より良いアプローチは、トランザクションやセッションという観点でトラフィックを推計することです。1時間に200件のアップロードを期待するなら、その処理が可能かを検証する規模でテストを設計します。ローンチ日に10,000件のサインアップを想定するなら、それを時間あたりのトラフィックとセッション時間に換算します。こうした粗い見積もりでもビジネス観点で解釈可能な結果をもたらします—すべてモデル化や計算で表現できる数学です。
例: マーケティングチームがローンチ週に5,000件のサインアップを見込んでいるとします。プレスリリースによりその60%が初日に集中すると仮定すると3,000件です。さらに不均等分布で最初の3時間に40%集中すると、約1,200件になります。アカウント作成に3分かかるとすると、同時サインアップは約60件です。閲覧やリトライを加味すると、合理的には200〜300同時ユーザーをテストするのが妥当です。この数値は仮定に基づいていますが、少なくとも明示的であり、実データが入手でき次第改善できます。

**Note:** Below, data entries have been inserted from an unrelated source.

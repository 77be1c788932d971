use std::collections::HashMap;
use std::fmt;

use crate::Error;

/// The table a token belongs to
#[derive(Clone, Copy, Debug, PartialEq, Eq, Hash)]
pub enum TokenKind {
	/// Base cipher algorithm
	Algorithm,
	/// Block cipher mode of operation
	Mode,
	/// Padding scheme
	Padding,
}

impl fmt::Display for TokenKind {
	fn fmt(&self, f: &mut fmt::Formatter) -> fmt::Result {
		f.write_str(match self {
			TokenKind::Algorithm => "algorithm",
			TokenKind::Mode => "mode",
			TokenKind::Padding => "padding type",
		})
	}
}

/// A closed set of symbolic constants with canonical names.
pub trait Token: Copy + Eq + fmt::Debug + 'static {
	/// The table this token type populates
	const KIND: TokenKind;
	/// Every variant, in declaration order
	const ALL: &'static [Self];

	/// Canonical spelling of the token
	fn name(self) -> &'static str;
}

/// Base algorithm of a symmetric cipher configuration
#[derive(Clone, Copy, Debug, PartialEq, Eq, Hash)]
#[allow(missing_docs)]
pub enum Alg {
	Rc4,
	Des,
	DesEde,
	Aes,
	Rc2,
}

impl Token for Alg {
	const KIND: TokenKind = TokenKind::Algorithm;
	const ALL: &'static [Self] = &[Alg::Rc4, Alg::Des, Alg::DesEde, Alg::Aes, Alg::Rc2];

	fn name(self) -> &'static str {
		match self {
			Alg::Rc4 => "RC4",
			Alg::Des => "DES",
			Alg::DesEde => "DESede",
			Alg::Aes => "AES",
			Alg::Rc2 => "RC2",
		}
	}
}

/// Mode of operation
#[derive(Clone, Copy, Debug, PartialEq, Eq, Hash)]
pub enum Mode {
	/// Stream ciphers and key wrapping
	None,
	/// Electronic codebook
	Ecb,
	/// Cipher block chaining
	Cbc,
}

impl Token for Mode {
	const KIND: TokenKind = TokenKind::Mode;
	const ALL: &'static [Self] = &[Mode::None, Mode::Ecb, Mode::Cbc];

	fn name(self) -> &'static str {
		match self {
			Mode::None => "NONE",
			Mode::Ecb => "ECB",
			Mode::Cbc => "CBC",
		}
	}
}

/// Padding scheme
#[derive(Clone, Copy, Debug, PartialEq, Eq, Hash)]
pub enum Padding {
	/// No padding; input must be a multiple of the block size
	None,
	/// PKCS #5 padding
	Pkcs5,
}

impl Token for Padding {
	const KIND: TokenKind = TokenKind::Padding;
	const ALL: &'static [Self] = &[Padding::None, Padding::Pkcs5];

	fn name(self) -> &'static str {
		match self {
			Padding::None => "NoPadding",
			Padding::Pkcs5 => "PKCS5Padding",
		}
	}
}

macro_rules! display_token {
	($($ty:ty),*) => {$(
		impl fmt::Display for $ty {
			fn fmt(&self, f: &mut fmt::Formatter) -> fmt::Result {
				f.write_str(self.name())
			}
		}
	)*};
}

display_token!(Alg, Mode, Padding);

/// Case-insensitive name index over one token type.
///
/// The index is built in a single pass over [`Token::ALL`]; variants never
/// register themselves.
#[derive(Clone, Debug)]
pub struct TokenTable<T> {
	by_name: HashMap<String, T>,
}

impl<T: Token> TokenTable<T> {
	/// Build the index for `T`
	pub fn new() -> Self {
		let by_name = T::ALL
			.iter()
			.map(|token| (token.name().to_ascii_lowercase(), *token))
			.collect();
		Self { by_name }
	}

	/// Resolve `name`, ignoring ASCII case
	pub fn parse(&self, name: &str) -> Result<T, Error> {
		self.by_name
			.get(&name.to_ascii_lowercase())
			.copied()
			.ok_or_else(|| Error::UnrecognizedToken {
				kind: T::KIND,
				name: name.to_owned(),
			})
	}

	/// Number of names in the table
	pub fn len(&self) -> usize {
		self.by_name.len()
	}

	/// Whether the table holds no names
	pub fn is_empty(&self) -> bool {
		self.by_name.is_empty()
	}
}

impl<T: Token> Default for TokenTable<T> {
	fn default() -> Self {
		Self::new()
	}
}

/// The three token tables consulted by structural algorithm lookup
#[derive(Clone, Debug, Default)]
pub struct TokenTables {
	/// Algorithm names
	pub algs: TokenTable<Alg>,
	/// Mode names
	pub modes: TokenTable<Mode>,
	/// Padding names
	pub paddings: TokenTable<Padding>,
}

impl TokenTables {
	/// Build all three tables
	pub fn new() -> Self {
		Self::default()
	}
}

管理職が見栄えの良い数字を出したがるために推測が起きる点に注意: ステークホルダーやマネージャーは「投資家に示すために50,000ユーザーでテストしよう」といった大きな丸めの数字を求めることがあります。これに流されないでください。過大なテストは安心感を生むどころか、ノイズと無駄を生みます。推計に基づくトランザクションで規模を決める習慣を持ちましょう。
要約表:適切な方法の選び方
方法 | いつ使うか | 強み | リスク/欠点 |
要件主導 | 予測可能な時間限定イベント | 明確、弁護可能、計算が容易 | ステークホルダーの過小評価、利害の衝突 |
トランザクションベース | ビジネス指標が明確な既存アプリ | 結果に直結、比率が正確 | 良好なメトリクスが必要、季節性の影響 |
解析ベース | 安定したトラフィック履歴があるサイト | 計算が容易、実際のセッションに基づく | 広告ブロッカー、ボット、精度のばらつき |
新しいアプリ | 履歴やデータが無い場合 | 明示的な仮定を促す、将来を見据えた設計 | 推測のリスク |
負荷テストの規模を適切に決めるためのまとめ
負荷テストの目的は単に数値を達成することではなく、ある問いに答えることです。あなたのシステムは、ビジネスにとって重要な特定の振る舞いやイベントに耐えられるか?
- 要件が直接的な数値を与えるなら、それを使いましょう。
- なければ、トランザクションが最も正確でビジネスに寄り添った基準を提供します。
- それらが利用できない場合は、解析データが信頼できるバックアップになります。
- 全く新しいシステムの場合は、推測よりも明示的なプロジェクションが優先されます。
そしてどの方法を選ぶにせよ、常に余裕を持たせてください。本番トラフィックはスパイキーで予測困難、かつ完璧な平均値にはほとんど合致しません。
LoadViewはこれら各種の規模決定手法を実用化するのに役立ちます。LoadViewを使えば、単なるユーザー数のモデル化だけでなく、入学期間中のバーストトラフィック、閲覧と注文の混在、解析データに合致するグローバル配分など、現実的なパターンを再現できます。つまり、あなたのテストは単なる数値ではなく、本番のリハーサルになるのです。
規模決定はあらゆる負荷テストの最初の判断です。正しく決めれば、その後のすべての結果は意味を持ちます。誤れば、どんなスクリプトやレポートも救えません。ここで示した3つの方法を使えば、自信を持ってテスト規模を決め、パフォーマンス結果が実際のサイトやアプリのトラフィックと活動に見合ったものになるようにできます。